Exercise: From the entries below, please output exactly the lines starting at the one containing "repository 102f1223f68fe31f" and ending at the one containing "outstanding. Every snapshot", both included.

Saved data entries:
* * * *

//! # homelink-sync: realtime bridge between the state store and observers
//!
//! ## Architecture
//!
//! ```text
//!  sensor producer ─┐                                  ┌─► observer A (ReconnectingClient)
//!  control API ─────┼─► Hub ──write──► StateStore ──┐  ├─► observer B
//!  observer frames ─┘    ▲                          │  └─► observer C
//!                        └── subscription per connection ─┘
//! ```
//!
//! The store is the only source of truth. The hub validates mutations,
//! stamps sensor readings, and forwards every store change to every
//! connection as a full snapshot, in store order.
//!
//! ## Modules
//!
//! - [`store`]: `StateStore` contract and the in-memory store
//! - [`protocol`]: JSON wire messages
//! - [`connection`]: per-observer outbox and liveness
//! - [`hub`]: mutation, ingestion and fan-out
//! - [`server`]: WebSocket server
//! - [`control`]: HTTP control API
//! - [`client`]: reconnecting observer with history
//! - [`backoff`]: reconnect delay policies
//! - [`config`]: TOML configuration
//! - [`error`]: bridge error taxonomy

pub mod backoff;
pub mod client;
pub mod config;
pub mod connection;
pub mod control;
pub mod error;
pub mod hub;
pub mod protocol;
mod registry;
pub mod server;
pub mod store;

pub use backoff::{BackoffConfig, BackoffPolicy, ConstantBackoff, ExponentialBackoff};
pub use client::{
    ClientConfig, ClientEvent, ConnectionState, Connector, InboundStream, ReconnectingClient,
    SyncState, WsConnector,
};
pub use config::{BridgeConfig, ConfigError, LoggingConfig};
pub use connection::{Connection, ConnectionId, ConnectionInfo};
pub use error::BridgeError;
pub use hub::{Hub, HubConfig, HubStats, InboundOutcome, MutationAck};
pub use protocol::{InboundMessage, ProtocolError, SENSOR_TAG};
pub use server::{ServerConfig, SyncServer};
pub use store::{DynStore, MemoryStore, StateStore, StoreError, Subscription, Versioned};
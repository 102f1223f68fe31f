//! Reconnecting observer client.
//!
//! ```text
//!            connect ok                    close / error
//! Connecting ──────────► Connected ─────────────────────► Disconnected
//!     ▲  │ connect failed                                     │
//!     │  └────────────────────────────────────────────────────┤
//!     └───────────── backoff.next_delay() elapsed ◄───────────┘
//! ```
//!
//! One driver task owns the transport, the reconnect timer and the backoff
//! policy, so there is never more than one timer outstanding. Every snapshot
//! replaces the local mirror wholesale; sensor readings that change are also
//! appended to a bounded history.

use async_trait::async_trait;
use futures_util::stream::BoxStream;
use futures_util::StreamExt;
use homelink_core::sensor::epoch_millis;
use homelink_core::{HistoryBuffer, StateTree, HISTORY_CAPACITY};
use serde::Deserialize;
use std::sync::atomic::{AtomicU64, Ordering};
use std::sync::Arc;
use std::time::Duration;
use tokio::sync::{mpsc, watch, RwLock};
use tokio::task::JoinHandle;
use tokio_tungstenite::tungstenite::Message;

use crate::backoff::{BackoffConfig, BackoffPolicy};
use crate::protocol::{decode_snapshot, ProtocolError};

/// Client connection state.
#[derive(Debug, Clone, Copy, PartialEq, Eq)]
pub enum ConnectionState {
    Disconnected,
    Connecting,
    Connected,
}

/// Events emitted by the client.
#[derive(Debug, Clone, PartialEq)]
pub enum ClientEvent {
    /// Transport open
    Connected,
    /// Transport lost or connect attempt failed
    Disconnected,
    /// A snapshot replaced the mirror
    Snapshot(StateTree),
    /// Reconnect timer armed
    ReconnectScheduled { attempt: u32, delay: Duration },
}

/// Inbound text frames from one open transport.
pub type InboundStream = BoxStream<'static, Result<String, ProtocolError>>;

* * * *

Answer to this exercise:
repository 102f1223f68fe31f
//! Reconnecting observer client.
//!
//! ```text
//!            connect ok                    close / error
//! Connecting ──────────► Connected ─────────────────────► Disconnected
//!     ▲  │ connect failed                                     │
//!     │  └────────────────────────────────────────────────────┤
//!     └───────────── backoff.next_delay() elapsed ◄───────────┘
//! ```
//!
//! One driver task owns the transport, the reconnect timer and the backoff
//! policy, so there is never more than one timer outstanding. Every snapshot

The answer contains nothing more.